Nowhere is the elusiveness of the truly democratic decision more apparent than in the vexed question of demands. Most occupations now have some sort of demands working group, through which demands, along with principles or statements of intent, are to be routed before presentation at the GA. The problem here is that the real power to represent the will of the 99% is the mandate of a group that operates autonomously from the GA, leaving the majority with the choice of whether or not to authorize a list it did not author. If any set of proposals manages to pass, as did happen with my home occupation, Occupy Austin, their inadequacy makes obvious the extent to which the GA, despite all talk of direct democracy, pure democracy, or consensus, is a representative body not fundamentally different from a parliament (it is deprofessionalized and procedurally much more responsible, but I still don’t think the revision is any more radical than, say, the Internet’s effect on music criticism).

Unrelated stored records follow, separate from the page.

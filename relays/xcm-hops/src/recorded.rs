// Copyright (C) Parity Technologies (UK) Ltd.
// This file is part of Parity Bridges Common.

// Parity Bridges Common is free software: you can redistribute it and/or modify
// it under the terms of the GNU General Public License as published by
// the Free Software Foundation, either version 3 of the License, or
// (at your option) any later version.

// Parity Bridges Common is distributed in the hope that it will be useful,
// but WITHOUT ANY WARRANTY; without even the implied warranty of
// MERCHANTABILITY or FITNESS FOR A PARTICULAR PURPOSE.  See the
// GNU General Public License for more details.

// You should have received a copy of the GNU General Public License
// along with Parity Bridges Common.  If not, see <http://www.gnu.org/licenses/>.

//! Dry-run client that replays recorded `DryRunApi` results.
//!
//! Recordings are JSON files with the results of `dry_run_call` and `dry_run_xcm`, in
//! the layout that `polkadot-api` returns them:
//!
//! ```json
//! [
//!   {
//!     "chain": "westend",
//!     "calls": [{ "origin": { "type": "Root" }, "call": "0x0a0300", "result": { "success": false, "value": {} } }],
//!     "xcms": [{ "result": { "success": false, "value": {} } }]
//!   }
//! ]
//! ```
//!
//! Missing `origin`, `call` and `message` fields match anything.

use crate::{
	client::{ClientError, ClientRegistry, DryRunClient},
	error::{Error, Result},
	LOG_TARGET,
};

use async_trait::async_trait;
use bp_xcm_hops::{Chain, EncodedCall, Origin, SimulationResult, VersionedLocation, XcmMessage};
use serde::{Deserialize, Serialize};
use std::{path::Path, sync::Arc};

/// Recorded result of `dry_run_call`.
#[derive(Clone, Debug, PartialEq, Serialize, Deserialize)]
#[serde(deny_unknown_fields)]
pub struct RecordedCall {
	/// Origin of the call. `None` matches any origin.
	#[serde(default, skip_serializing_if = "Option::is_none")]
	pub origin: Option<Origin>,
	/// The call. `None` matches any call.
	#[serde(default, skip_serializing_if = "Option::is_none")]
	pub call: Option<EncodedCall>,
	/// Recorded result.
	pub result: SimulationResult,
}

impl RecordedCall {
	fn matches(&self, origin: &Origin, call: &EncodedCall) -> bool {
		self.origin.as_ref().map_or(true, |expected| expected == origin) &&
			self.call.as_ref().map_or(true, |expected| expected == call)
	}
}

/// Recorded result of `dry_run_xcm`.
#[derive(Clone, Debug, PartialEq, Serialize, Deserialize)]
#[serde(deny_unknown_fields)]
pub struct RecordedXcm {
	/// Location of the sender. `None` matches any sender. Versions are ignored.
	#[serde(default, skip_serializing_if = "Option::is_none")]
	pub origin: Option<VersionedLocation>,
	/// The message. `None` matches any message.
	#[serde(default, skip_serializing_if = "Option::is_none")]
	pub message: Option<XcmMessage>,
	/// Recorded result.
	pub result: SimulationResult,
}

impl RecordedXcm {
	fn matches(&self, origin: &VersionedLocation, message: &XcmMessage) -> bool {
		self.origin.as_ref().map_or(true, |expected| expected.structurally_eq(origin)) &&
			self.message.as_ref().map_or(true, |expected| expected == message)
	}
}

/// Recorded results of a single chain.
#[derive(Clone, Debug, PartialEq, Serialize, Deserialize)]
#[serde(deny_unknown_fields)]
pub struct ChainRecording {
	/// The chain.
	pub chain: Chain,
	/// Recorded call dry-runs, matched in order.
	#[serde(default)]
	pub calls: Vec<RecordedCall>,
	/// Recorded message dry-runs, matched in order.
	#[serde(default)]
	pub xcms: Vec<RecordedXcm>,
}

/// Contents of the recording file.
#[derive(Clone, Debug, Default, PartialEq, Serialize, Deserialize)]
#[serde(transparent)]
pub struct SimulationRecording(pub Vec<ChainRecording>);

impl SimulationRecording {
	/// Read recording from the JSON file.
	pub fn load(path: impl AsRef<Path>) -> Result<Self> {
		let path = path.as_ref();
		let contents = std::fs::read_to_string(path)
			.map_err(|error| Error::Io { path: path.into(), error })?;
		let recording = Self::from_json(&contents)?;
		tracing::debug!(target: LOG_TARGET, ?path, chains = recording.0.len(), "Loaded recording");
		Ok(recording)
	}

	/// Parse recording from the JSON string.
	pub fn from_json(contents: &str) -> Result<Self> {
		Ok(serde_json::from_str(contents)?)
	}

	/// Registry with replaying clients of all recorded chains.
	///
	/// Recordings of the same chain are merged.
	pub fn into_registry(self) -> ClientRegistry {
		let mut clients: Vec<RecordedClient> = Vec::new();
		for recording in self.0 {
			match clients.iter_mut().find(|client| client.recording.chain == recording.chain) {
				Some(client) => {
					client.recording.calls.extend(recording.calls);
					client.recording.xcms.extend(recording.xcms);
				},
				None => clients.push(RecordedClient::new(recording)),
			}
		}

		clients.into_iter().fold(ClientRegistry::new(), |registry, client| {
			registry.with_client(client.recording.chain, Arc::new(client))
		})
	}
}

/// Client that answers with the first matching recorded result.
#[derive(Clone, Debug)]
pub struct RecordedClient {
	recording: ChainRecording,
}

impl RecordedClient {
	/// Create client, replaying the given recording.
	pub fn new(recording: ChainRecording) -> Self {
		RecordedClient { recording }
	}
}

#[async_trait]
impl DryRunClient for RecordedClient {
	async fn dry_run_call(
		&self,
		origin: &Origin,
		call: &EncodedCall,
	) -> std::result::Result<SimulationResult, ClientError> {
		let chain = self.recording.chain;
		let recorded = self
			.recording
			.calls
			.iter()
			.find(|recorded| recorded.matches(origin, call))
			.ok_or_else(|| format!("{chain} has no recorded dry-run of {call} from {origin}"))?;
		tracing::trace!(target: LOG_TARGET, %chain, %origin, %call, "Replaying recorded call");
		Ok(recorded.result.clone())
	}

	async fn dry_run_xcm(
		&self,
		origin: &VersionedLocation,
		message: &XcmMessage,
	) -> std::result::Result<SimulationResult, ClientError> {
		let chain = self.recording.chain;
		let recorded = self
			.recording
			.xcms
			.iter()
			.find(|recorded| recorded.matches(origin, message))
			.ok_or_else(|| format!("{chain} has no recorded dry-run of {message:?} from {origin}"))?;
		tracing::trace!(target: LOG_TARGET, %chain, %origin, "Replaying recorded message");
		Ok(recorded.result.clone())
	}
}

#[cfg(test)]
mod tests {
	use super::*;
	use assert_matches::assert_matches;
	use bp_xcm_hops::Location;
	use serde_json::json;
	use std::io::Write;

	fn failure(reason: &str) -> serde_json::Value {
		json!({ "success": false, "value": { "type": reason } })
	}

	fn recording() -> SimulationRecording {
		SimulationRecording::from_json(
			&json!([
				{
					"chain": "kusama",
					"calls": [
						{ "origin": { "type": "Root" }, "call": "0x0a03", "result": failure("First") },
						{ "call": "0x0a03", "result": failure("AnyOrigin") }
					]
				},
				{
					"chain": "kusamaAssetHub",
					"xcms": [
						{
							"origin": { "type": "V3", "value": { "parents": 1, "interior": { "type": "Here" } } },
							"message": "0x0401",
							"result": failure("FromRelay")
						},
						{ "result": failure("Anything") }
					]
				},
				{
					"chain": "kusama",
					"xcms": [{ "result": failure("Merged") }]
				}
			])
			.to_string(),
		)
		.unwrap()
	}

	#[tokio::test]
	async fn first_matching_call_is_replayed() {
		let registry = recording().into_registry();
		let relay = registry.client(Chain::Kusama).unwrap();
		let call = EncodedCall(vec![0x0a, 0x03]);

		assert_eq!(
			relay.dry_run_call(&Origin::Root, &call).await.unwrap(),
			SimulationResult::Failure(json!({ "type": "First" }))
		);
		assert_eq!(
			relay.dry_run_call(&Origin::None, &call).await.unwrap(),
			SimulationResult::Failure(json!({ "type": "AnyOrigin" }))
		);
		assert!(relay.dry_run_call(&Origin::Root, &EncodedCall(vec![0x0b, 0x00])).await.is_err());
		assert_eq!(
			relay.dry_run_xcm(&VersionedLocation::V4(Location::here()), &XcmMessage(vec![4])).await.unwrap(),
			SimulationResult::Failure(json!({ "type": "Merged" }))
		);
	}

	#[tokio::test]
	async fn recorded_xcm_sender_ignores_version() {
		let registry = recording().into_registry();
		let asset_hub = registry.client(Chain::KusamaAssetHub).unwrap();

		assert_eq!(
			asset_hub
				.dry_run_xcm(&VersionedLocation::V5(Location::parent()), &XcmMessage(vec![4, 1]))
				.await
				.unwrap(),
			SimulationResult::Failure(json!({ "type": "FromRelay" }))
		);
		assert_eq!(
			asset_hub
				.dry_run_xcm(&VersionedLocation::V5(Location::parent()), &XcmMessage(vec![4, 2]))
				.await
				.unwrap(),
			SimulationResult::Failure(json!({ "type": "Anything" }))
		);
	}

	#[test]
	fn unknown_chains_are_not_registered() {
		assert_matches!(
			recording().into_registry().client(Chain::Polkadot).err(),
			Some(Error::MissingClient(Chain::Polkadot))
		);
	}

	#[test]
	fn recording_is_read_from_file() {
		let mut file = tempfile::NamedTempFile::new().unwrap();
		file.write_all(serde_json::to_string(&recording()).unwrap().as_bytes()).unwrap();
		assert_eq!(SimulationRecording::load(file.path()).unwrap(), recording());

		assert_matches!(SimulationRecording::from_json("{}"), Err(Error::Recording(_)));
	}
}
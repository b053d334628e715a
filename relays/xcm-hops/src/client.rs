// Copyright (C) Parity Technologies (UK) Ltd.
// This file is part of Parity Bridges Common.

// Parity Bridges Common is free software: you can redistribute it and/or modify
// it under the terms of the GNU General Public License as published by
// the Free Software Foundation, either version 3 of the License, or
// (at your option) any later version.

// Parity Bridges Common is distributed in the hope that it will be useful,
// but WITHOUT ANY WARRANTY; without even the implied warranty of
// MERCHANTABILITY or FITNESS FOR A PARTICULAR PURPOSE.  See the
// GNU General Public License for more details.

// You should have received a copy of the GNU General Public License
// along with Parity Bridges Common.  If not, see <http://www.gnu.org/licenses/>.

//! Clients of the chain `DryRunApi` and the registry that owns them.

use crate::{
	error::{Error, Result},
	LOG_TARGET,
};

use async_trait::async_trait;
use bp_xcm_hops::{Chain, EncodedCall, Origin, SimulationResult, VersionedLocation, XcmMessage};
use std::{collections::HashMap, fmt, sync::Arc};

/// Error, returned by the dry-run client.
pub type ClientError = Box<dyn std::error::Error + Send + Sync>;

/// Client of the `DryRunApi` runtime API of a single chain.
///
/// Rejections of the call or the message by the runtime are reported as
/// [`SimulationResult::Failure`]. Errors are reserved for failures to talk to the chain.
#[async_trait]
pub trait DryRunClient: Send + Sync {
	/// Dry-run the call, dispatched with the given origin.
	async fn dry_run_call(
		&self,
		origin: &Origin,
		call: &EncodedCall,
	) -> std::result::Result<SimulationResult, ClientError>;

	/// Dry-run the message, received from the given location.
	async fn dry_run_xcm(
		&self,
		origin: &VersionedLocation,
		message: &XcmMessage,
	) -> std::result::Result<SimulationResult, ClientError>;

	/// Release resources, held by the client.
	async fn close(&self) {}
}

/// Dry-run clients of all known chains.
///
/// The registry is built once and shared by all dry-runs.
#[derive(Clone, Default)]
pub struct ClientRegistry {
	clients: HashMap<Chain, Arc<dyn DryRunClient>>,
}

impl ClientRegistry {
	/// Create empty registry.
	pub fn new() -> Self {
		Self::default()
	}

	/// Return the registry with the client of the given chain.
	pub fn with_client(mut self, chain: Chain, client: Arc<dyn DryRunClient>) -> Self {
		self.register(chain, client);
		self
	}

	/// Register client of the given chain, replacing the previous one.
	pub fn register(&mut self, chain: Chain, client: Arc<dyn DryRunClient>) {
		if self.clients.insert(chain, client).is_some() {
			tracing::debug!(target: LOG_TARGET, %chain, "Replaced dry-run client");
		}
	}

	/// Client of the given chain.
	pub fn client(&self, chain: Chain) -> Result<Arc<dyn DryRunClient>> {
		self.clients.get(&chain).cloned().ok_or(Error::MissingClient(chain))
	}

	/// Chains with registered clients.
	pub fn chains(&self) -> impl Iterator<Item = Chain> + '_ {
		self.clients.keys().copied()
	}

	/// Close all registered clients.
	pub async fn shutdown(&self) {
		futures::future::join_all(self.clients.values().map(|client| client.close())).await;
		tracing::debug!(target: LOG_TARGET, clients = self.clients.len(), "Closed dry-run clients");
	}
}

impl fmt::Debug for ClientRegistry {
	fn fmt(&self, f: &mut fmt::Formatter) -> fmt::Result {
		let mut chains = self.chains().collect::<Vec<_>>();
		chains.sort();
		f.debug_struct("ClientRegistry").field("chains", &chains).finish()
	}
}
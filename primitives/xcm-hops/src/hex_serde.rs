// Copyright (C) Parity Technologies (UK) Ltd.
// This file is part of Parity Bridges Common.

// Parity Bridges Common is free software: you can redistribute it and/or modify
// it under the terms of the GNU General Public License as published by
// the Free Software Foundation, either version 3 of the License, or
// (at your option) any later version.

// Parity Bridges Common is distributed in the hope that it will be useful,
// but WITHOUT ANY WARRANTY; without even the implied warranty of
// MERCHANTABILITY or FITNESS FOR A PARTICULAR PURPOSE.  See the
// GNU General Public License for more details.

// You should have received a copy of the GNU General Public License
// along with Parity Bridges Common.  If not, see <http://www.gnu.org/licenses/>.

//! `0x`-prefixed hex representation of byte containers, for `#[serde(with)]`.

use serde::{de::Error as _, Deserialize, Deserializer, Serializer};

pub fn serialize<S, T>(bytes: &T, serializer: S) -> Result<S::Ok, S::Error>
where
	S: Serializer,
	T: AsRef<[u8]>,
{
	serializer.serialize_str(&format!("0x{}", hex::encode(bytes.as_ref())))
}

pub fn deserialize<'de, D, T>(deserializer: D) -> Result<T, D::Error>
where
	D: Deserializer<'de>,
	T: TryFrom<Vec<u8>>,
{
	let encoded = String::deserialize(deserializer)?;
	let bytes = decode(&encoded).map_err(D::Error::custom)?;
	let len = bytes.len();
	T::try_from(bytes).map_err(|_| D::Error::custom(format!("unexpected byte length {len}")))
}

/// Decode hex string, with or without the `0x` prefix.
pub(crate) fn decode(encoded: &str) -> Result<Vec<u8>, hex::FromHexError> {
	hex::decode(encoded.strip_prefix("0x").unwrap_or(encoded))
}
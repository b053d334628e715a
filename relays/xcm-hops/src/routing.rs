// Copyright (C) Parity Technologies (UK) Ltd.
// This file is part of Parity Bridges Common.

// Parity Bridges Common is free software: you can redistribute it and/or modify
// it under the terms of the GNU General Public License as published by
// the Free Software Foundation, either version 3 of the License, or
// (at your option) any later version.

// Parity Bridges Common is distributed in the hope that it will be useful,
// but WITHOUT ANY WARRANTY; without even the implied warranty of
// MERCHANTABILITY or FITNESS FOR A PARTICULAR PURPOSE.  See the
// GNU General Public License for more details.

// You should have received a copy of the GNU General Public License
// along with Parity Bridges Common.  If not, see <http://www.gnu.org/licenses/>.

//! Static routing table: which chain a forwarded message lands on, and how that chain
//! sees the chain that has sent it.
//!
//! Routes are directional and chain-specific. The location of the previous chain, as
//! seen from the next one, is supplied by every edge instead of being derived from the
//! destination location: a parachain reaches its sibling by going up to the relay chain
//! and down into the sibling, and the sibling sees it the same way, while the relay
//! chain and its parachains use different shapes in each direction.

use crate::{
	error::{Error, Result},
	LOG_TARGET,
};

use bp_xcm_hops::{Chain, Location, Network, VersionedLocation};
use serde::Serialize;
use strum::IntoEnumIterator;

/// Directed edge of the routing table.
#[derive(Clone, Debug, PartialEq, Eq, Serialize)]
pub struct RoutingEdge {
	/// Chain that sends the message.
	pub from: Chain,
	/// Destination of the message, relative to `from`. Matched structurally.
	pub destination: Location,
	/// Chain that receives the message.
	pub to: Chain,
	/// Location of `from`, relative to `to`.
	pub reverse: Location,
}

impl RoutingEdge {
	/// Create new routing edge.
	pub fn new(from: Chain, destination: Location, to: Chain, reverse: Location) -> Self {
		RoutingEdge { from, destination, to, reverse }
	}

	/// Returns `true` if the edge routes messages sent to the given destination.
	pub fn accepts(&self, destination: &VersionedLocation) -> bool {
		destination.matches(self.destination.parents, self.destination.interior.as_slice())
	}

	/// Location of the sender, relative to the receiver, in the version of the routed
	/// destination.
	pub fn reverse(&self, destination: &VersionedLocation) -> VersionedLocation {
		destination.with_location(self.reverse.clone())
	}
}

/// Routing table over the known chains.
#[derive(Clone, Debug)]
pub struct RoutingTable {
	edges: Vec<RoutingEdge>,
}

impl RoutingTable {
	/// Create routing table from the given edges.
	///
	/// Fails if two edges from the same chain accept the same destination, or if an edge
	/// connects a chain to itself.
	pub fn new(edges: Vec<RoutingEdge>) -> Result<Self> {
		for (index, edge) in edges.iter().enumerate() {
			if edge.from == edge.to {
				return Err(Error::InvalidRoute {
					from: edge.from,
					reason: format!("route to {} leads back to the same chain", edge.destination),
				})
			}

			let overlaps = edges[index + 1..]
				.iter()
				.any(|other| other.from == edge.from && other.destination == edge.destination);
			if overlaps {
				return Err(Error::OverlappingRoutes {
					from: edge.from,
					location: edge.destination.clone(),
				})
			}
		}

		Ok(RoutingTable { edges })
	}

	/// Routing table between relay chains and their system parachains.
	pub fn system() -> Self {
		RoutingTable { edges: system_edges() }
	}

	/// Return the table with `extra` edges appended.
	pub fn extended(self, extra: Vec<RoutingEdge>) -> Result<Self> {
		let mut edges = self.edges;
		edges.extend(extra);
		RoutingTable::new(edges)
	}

	/// All edges of the table.
	pub fn edges(&self) -> &[RoutingEdge] {
		&self.edges
	}

	/// Edges, leaving the given chain.
	pub fn edges_from(&self, chain: Chain) -> impl Iterator<Item = &RoutingEdge> {
		self.edges.iter().filter(move |edge| edge.from == chain)
	}

	/// Find the chain that receives a message sent from `from` to `destination`.
	///
	/// Returns the receiving chain and the location of `from` relative to it. `None` means
	/// that the destination is outside of the known topology, which is a normal outcome.
	pub fn resolve(
		&self,
		from: Chain,
		destination: &VersionedLocation,
	) -> Option<(Chain, VersionedLocation)> {
		let resolved = self
			.edges_from(from)
			.find(|edge| edge.accepts(destination))
			.map(|edge| (edge.to, edge.reverse(destination)));

		match &resolved {
			Some((to, reverse)) => tracing::trace!(
				target: LOG_TARGET,
				%from,
				%destination,
				%to,
				%reverse,
				"Resolved route",
			),
			None => tracing::debug!(
				target: LOG_TARGET,
				%from,
				%destination,
				"Destination is outside of the known topology",
			),
		}

		resolved
	}
}

/// Edges between every relay chain and its system parachains, and between sibling system
/// parachains.
pub fn system_edges() -> Vec<RoutingEdge> {
	let mut edges = Vec::new();
	for network in Network::iter() {
		let relay = network.relay_chain();
		for parachain in network.parachains() {
			let Some(para_id) = parachain.para_id() else { continue };

			edges.push(RoutingEdge::new(
				relay,
				Location::child_parachain(para_id),
				parachain,
				Location::parent(),
			));
			edges.push(RoutingEdge::new(
				parachain,
				Location::parent(),
				relay,
				Location::child_parachain(para_id),
			));

			for sibling in network.parachains().filter(|sibling| *sibling != parachain) {
				let Some(sibling_id) = sibling.para_id() else { continue };
				edges.push(RoutingEdge::new(
					parachain,
					Location::sibling_parachain(sibling_id),
					sibling,
					Location::sibling_parachain(para_id),
				));
			}
		}
	}
	edges
}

It’s no wonder there have had to be official statements dissociating the movement from these working groups or any other group, such as media or police liaison, that claims to give the movement an ideological ground that its diversity and rapid, ‘chaotic’ development constantly undercuts. They are all potential hijackers (for a necessary critique of the entire subject of demands, see this here).

Finally, the root of many of these concerns about the role of the GA is the fear that autonomous action risks ‘violence,’ a word I put in scare quotes because it’s hard to say these days what anyone means when they use it.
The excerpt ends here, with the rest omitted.